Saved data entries

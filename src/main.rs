//! ultra-ttt: command-line front end for the ultimate tic-tac-toe engine.
//!
//! ## Usage
//!
//! - `ultra-ttt` - Show a demo
//! - `ultra-ttt protocol` - Speak the text protocol on stdin/stdout
//! - `ultra-ttt bestmove --board pos.txt --side o` - Analyze a position
//! - `ultra-ttt selfplay --random-opponent --seed 7` - Play a full game
//! - `ultra-ttt demo --first o` - Let the engine open as `O`
//!
//! Logs go to stderr; set `RUST_LOG` or `--log-level` to adjust them.

use std::fs;
use std::io::{self, Read};
use std::path::{Path, PathBuf};

use anyhow::{Context, Result, bail};
use clap::{Parser, Subcommand};
use tracing::info;

use ultra_ttt::constants::{DEFAULT_DEPTH, MAX_DEPTH, MIN_DEPTH};
use ultra_ttt::protocol::UtpEngine;
use ultra_ttt::{ActiveBoard, Board, Game, Move, Searcher, Side, evaluate_board};

/// ultra-ttt: minimax engine for ultimate tic-tac-toe
#[derive(Parser)]
#[command(name = "ultra-ttt")]
#[command(author, version, about, long_about = None)]
struct Cli {
    /// Log filter used when RUST_LOG is not set
    #[arg(long, global = true, default_value = "warn")]
    log_level: String,

    #[command(subcommand)]
    command: Option<Commands>,
}

#[derive(Subcommand)]
enum Commands {
    /// Run the text protocol on stdin/stdout for use by front ends
    Protocol {
        /// Search depth in plies
        #[arg(long, default_value_t = DEFAULT_DEPTH, value_parser = depth_parser())]
        depth: u32,
    },
    /// Find the best move for a position written in board notation
    Bestmove {
        /// File holding the board, or `-` for stdin
        #[arg(long, default_value = "-")]
        board: PathBuf,
        /// Side to move (`x` or `o`)
        #[arg(long, default_value = "o")]
        side: Side,
        /// Active subboard as `row,col`, or `any`
        #[arg(long, default_value = "any", value_parser = parse_active)]
        active: ActiveBoard,
        /// Search depth in plies
        #[arg(long, default_value_t = DEFAULT_DEPTH, value_parser = depth_parser())]
        depth: u32,
    },
    /// Play a complete game, engine against engine or a random opponent
    Selfplay {
        /// Search depth in plies
        #[arg(long, default_value_t = 4, value_parser = depth_parser())]
        depth: u32,
        /// Let `X` play uniformly random legal moves
        #[arg(long)]
        random_opponent: bool,
        /// Seed for the random opponent
        #[arg(long, default_value_t = 1)]
        seed: u64,
        /// Side that opens the game
        #[arg(long, default_value = "x")]
        first: Side,
    },
    /// Run a short demo of the engine
    Demo {
        /// Side that opens the game; with `o` the engine opens
        #[arg(long, default_value = "x")]
        first: Side,
    },
}

fn depth_parser() -> clap::builder::RangedI64ValueParser<u32> {
    clap::value_parser!(u32).range(MIN_DEPTH as i64..=MAX_DEPTH as i64)
}

fn parse_active(s: &str) -> std::result::Result<ActiveBoard, String> {
    if s.eq_ignore_ascii_case("any") {
        return Ok(ActiveBoard::Any);
    }
    let (row, col) = s
        .split_once(',')
        .ok_or_else(|| format!("expected `row,col` or `any`, got '{s}'"))?;
    let row: usize = row.trim().parse().map_err(|_| format!("bad row '{row}'"))?;
    let col: usize = col.trim().parse().map_err(|_| format!("bad column '{col}'"))?;
    ActiveBoard::at(row, col).map_err(|e| e.to_string())
}

fn init_tracing(level: &str) {
    use tracing_subscriber::{EnvFilter, fmt, prelude::*};

    let filter = EnvFilter::try_from_default_env().unwrap_or_else(|_| EnvFilter::new(level));

    tracing_subscriber::registry()
        .with(fmt::layer().with_writer(io::stderr))
        .with(filter)
        .init();
}

fn main() -> Result<()> {
    let cli = Cli::parse();
    init_tracing(&cli.log_level);

    match cli.command {
        Some(Commands::Protocol { depth }) => {
            let mut engine = UtpEngine::with_depth(depth);
            engine.run(io::stdin().lock(), io::stdout().lock())
        }
        Some(Commands::Bestmove {
            board,
            side,
            active,
            depth,
        }) => run_bestmove(&board, side, active, depth),
        Some(Commands::Selfplay {
            depth,
            random_opponent,
            seed,
            first,
        }) => run_selfplay(depth, random_opponent, seed, first),
        Some(Commands::Demo { first }) => run_demo(first),
        None => run_demo(Side::X),
    }
}

fn read_board(path: &Path) -> Result<Board> {
    let text = if path.as_os_str() == "-" {
        let mut buf = String::new();
        io::stdin()
            .read_to_string(&mut buf)
            .context("failed to read board from stdin")?;
        buf
    } else {
        fs::read_to_string(path)
            .with_context(|| format!("failed to read board from {}", path.display()))?
    };
    text.parse::<Board>().context("invalid board")
}

fn run_bestmove(path: &Path, side: Side, active: ActiveBoard, depth: u32) -> Result<()> {
    let board = read_board(path)?;
    let result = Searcher::new().search(&board, active, side, depth)?;

    match result.best_move {
        Some(mv) => println!("bestmove {mv} ({:?})", mv.as_tuple()),
        None => println!("bestmove none ({})", board.outcome()),
    }
    println!(
        "score {:.1} depth {} nodes {} cutoffs {}",
        result.score, result.depth, result.nodes, result.cutoffs
    );
    Ok(())
}

fn run_selfplay(depth: u32, random_opponent: bool, seed: u64, first: Side) -> Result<()> {
    let game = selfplay(depth, random_opponent, seed, first)?;
    println!("\n{}", game.board());
    println!("result: {}", game.outcome());
    info!(moves = game.move_count(), outcome = %game.outcome(), "selfplay finished");
    Ok(())
}

/// Play one game to the end, printing each move.
fn selfplay(depth: u32, random_opponent: bool, seed: u64, first: Side) -> Result<Game> {
    let mut rng = fastrand::Rng::with_seed(seed);
    let mut searcher = Searcher::new();
    let mut game = Game::new(first);

    while !game.is_over() {
        let side = game.to_move();
        let mv = if random_opponent && side == Side::X {
            let moves = game.legal_moves();
            if moves.is_empty() {
                break;
            }
            moves[rng.usize(..moves.len())]
        } else {
            let result = searcher.search(game.board(), game.active(), side, depth)?;
            match result.best_move {
                Some(mv) => mv,
                None => break,
            }
        };
        game.play(side, mv)?;
        println!("{:>3}. {side} {mv}", game.move_count());
    }

    if !game.is_over() {
        bail!("game stopped without a result after {} moves", game.move_count());
    }
    Ok(game)
}

fn run_demo(first: Side) -> Result<()> {
    println!("ultra-ttt: minimax engine for ultimate tic-tac-toe\n");

    let mut game = Game::new(first);
    if first == Side::X {
        let opening = "e5".parse::<Move>().context("demo move")?;
        game.play(Side::X, opening)?;
        println!("X opens at {opening}:");
        println!("{}", game.board());
    }

    let depth = 5;
    println!("Searching {depth} plies for O...");
    let result = Searcher::new().search(game.board(), game.active(), Side::O, depth)?;
    if let Some(mv) = result.best_move {
        game.play(Side::O, mv)?;
        println!("O replies {mv} (score {:.1}, {} nodes)", result.score, result.nodes);
    }
    println!("\n{}", game.board());
    println!("Static evaluation: {:.1}", evaluate_board(game.board()));
    Ok(())
}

TASK BRIEF — The entries listed above are to be output exactly. Leave none out.

SOLUTION TO THE PROBLEM —
filename src/main.rs
//! ultra-ttt: command-line front end for the ultimate tic-tac-toe engine.
//!
//! ## Usage
//!
//! - `ultra-ttt` - Show a demo
//! - `ultra-ttt protocol` - Speak the text protocol on stdin/stdout
//! - `ultra-ttt bestmove --board pos.txt --side o` - Analyze a position
//! - `ultra-ttt selfplay --random-opponent --seed 7` - Play a full game
//! - `ultra-ttt demo --first o` - Let the engine open as `O`
//!
//! Logs go to stderr; set `RUST_LOG` or `--log-level` to adjust them.

use std::fs;
use std::io::{self, Read};
use std::path::{Path, PathBuf};

use anyhow::{Context, Result, bail};
use clap::{Parser, Subcommand};
use tracing::info;

use ultra_ttt::constants::{DEFAULT_DEPTH, MAX_DEPTH, MIN_DEPTH};
use ultra_ttt::protocol::UtpEngine;
use ultra_ttt::{ActiveBoard, Board, Game, Move, Searcher, Side, evaluate_board};

/// ultra-ttt: minimax engine for ultimate tic-tac-toe
#[derive(Parser)]
#[command(name = "ultra-ttt")]
#[command(author, version, about, long_about = None)]
struct Cli {
    /// Log filter used when RUST_LOG is not set
    #[arg(long, global = true, default_value = "warn")]
    log_level: String,

    #[command(subcommand)]
    command: Option<Commands>,
}

#[derive(Subcommand)]
enum Commands {
    /// Run the text protocol on stdin/stdout for use by front ends
    Protocol {
        /// Search depth in plies
        #[arg(long, default_value_t = DEFAULT_DEPTH, value_parser = depth_parser())]
        depth: u32,
    },
    /// Find the best move for a position written in board notation
    Bestmove {
        /// File holding the board, or `-` for stdin
        #[arg(long, default_value = "-")]
        board: PathBuf,
        /// Side to move (`x` or `o`)
        #[arg(long, default_value = "o")]
        side: Side,
        /// Active subboard as `row,col`, or `any`
        #[arg(long, default_value = "any", value_parser = parse_active)]
        active: ActiveBoard,
        /// Search depth in plies
        #[arg(long, default_value_t = DEFAULT_DEPTH, value_parser = depth_parser())]
        depth: u32,
    },
    /// Play a complete game, engine against engine or a random opponent
    Selfplay {
        /// Search depth in plies
        #[arg(long, default_value_t = 4, value_parser = depth_parser())]
        depth: u32,
        /// Let `X` play uniformly random legal moves
        #[arg(long)]
        random_opponent: bool,
        /// Seed for the random opponent
        #[arg(long, default_value_t = 1)]
        seed: u64,
        /// Side that opens the game
        #[arg(long, default_value = "x")]
        first: Side,
    },
    /// Run a short demo of the engine
    Demo {
        /// Side that opens the game; with `o` the engine opens
        #[arg(long, default_value = "x")]
        first: Side,
    },
}

fn depth_parser() -> clap::builder::RangedI64ValueParser<u32> {
    clap::value_parser!(u32).range(MIN_DEPTH as i64..=MAX_DEPTH as i64)
}

fn parse_active(s: &str) -> std::result::Result<ActiveBoard, String> {
    if s.eq_ignore_ascii_case("any") {
        return Ok(ActiveBoard::Any);
    }
    let (row, col) = s
        .split_once(',')
        .ok_or_else(|| format!("expected `row,col` or `any`, got '{s}'"))?;
    let row: usize = row.trim().parse().map_err(|_| format!("bad row '{row}'"))?;
    let col: usize = col.trim().parse().map_err(|_| format!("bad column '{col}'"))?;
    ActiveBoard::at(row, col).map_err(|e| e.to_string())
}

fn init_tracing(level: &str) {
    use tracing_subscriber::{EnvFilter, fmt, prelude::*};

    let filter = EnvFilter::try_from_default_env().unwrap_or_else(|_| EnvFilter::new(level));

    tracing_subscriber::registry()
        .with(fmt::layer().with_writer(io::stderr))
        .with(filter)
        .init();
}

fn main() -> Result<()> {
    let cli = Cli::parse();
    init_tracing(&cli.log_level);

    match cli.command {
        Some(Commands::Protocol { depth }) => {
            let mut engine = UtpEngine::with_depth(depth);
            engine.run(io::stdin().lock(), io::stdout().lock())
        }
        Some(Commands::Bestmove {
            board,
            side,
            active,
            depth,
        }) => run_bestmove(&board, side, active, depth),
        Some(Commands::Selfplay {
            depth,
            random_opponent,
            seed,
            first,
        }) => run_selfplay(depth, random_opponent, seed, first),
        Some(Commands::Demo { first }) => run_demo(first),
        None => run_demo(Side::X),
    }
}

fn read_board(path: &Path) -> Result<Board> {
    let text = if path.as_os_str() == "-" {
        let mut buf = String::new();
        io::stdin()
            .read_to_string(&mut buf)
            .context("failed to read board from stdin")?;
        buf
    } else {
        fs::read_to_string(path)
            .with_context(|| format!("failed to read board from {}", path.display()))?
    };
    text.parse::<Board>().context("invalid board")
}

fn run_bestmove(path: &Path, side: Side, active: ActiveBoard, depth: u32) -> Result<()> {
    let board = read_board(path)?;
    let result = Searcher::new().search(&board, active, side, depth)?;

    match result.best_move {
        Some(mv) => println!("bestmove {mv} ({:?})", mv.as_tuple()),
        None => println!("bestmove none ({})", board.outcome()),
    }
    println!(
        "score {:.1} depth {} nodes {} cutoffs {}",
        result.score, result.depth, result.nodes, result.cutoffs
    );
    Ok(())
}

fn run_selfplay(depth: u32, random_opponent: bool, seed: u64, first: Side) -> Result<()> {
    let game = selfplay(depth, random_opponent, seed, first)?;
    println!("\n{}", game.board());
    println!("result: {}", game.outcome());
    info!(moves = game.move_count(), outcome = %game.outcome(), "selfplay finished");
    Ok(())
}

/// Play one game to the end, printing each move.
fn selfplay(depth: u32, random_opponent: bool, seed: u64, first: Side) -> Result<Game> {
    let mut rng = fastrand::Rng::with_seed(seed);
    let mut searcher = Searcher::new();
    let mut game = Game::new(first);

    while !game.is_over() {
        let side = game.to_move();
        let mv = if random_opponent && side == Side::X {
            let moves = game.legal_moves();
            if moves.is_empty() {
                break;
            }
            moves[rng.usize(..moves.len())]
        } else {
            let result = searcher.search(game.board(), game.active(), side, depth)?;
            match result.best_move {
                Some(mv) => mv,
                None => break,
            }
        };
        game.play(side, mv)?;
        println!("{:>3}. {side} {mv}", game.move_count());
    }

    if !game.is_over() {
        bail!("game stopped without a result after {} moves", game.move_count());
    }
    Ok(game)
}

fn run_demo(first: Side) -> Result<()> {
    println!("ultra-ttt: minimax engine for ultimate tic-tac-toe\n");

    let mut game = Game::new(first);
    if first == Side::X {
        let opening = "e5".parse::<Move>().context("demo move")?;
        game.play(Side::X, opening)?;
        println!("X opens at {opening}:");
        println!("{}", game.board());
    }

    let depth = 5;
    println!("Searching {depth} plies for O...");
    let result = Searcher::new().search(game.board(), game.active(), Side::O, depth)?;
    if let Some(mv) = result.best_move {
        game.play(Side::O, mv)?;
        println!("O replies {mv} (score {:.1}, {} nodes)", result.score, result.nodes);
    }
    println!("\n{}", game.board());
    println!("Static evaluation: {:.1}", evaluate_board(game.board()));
    Ok(())
}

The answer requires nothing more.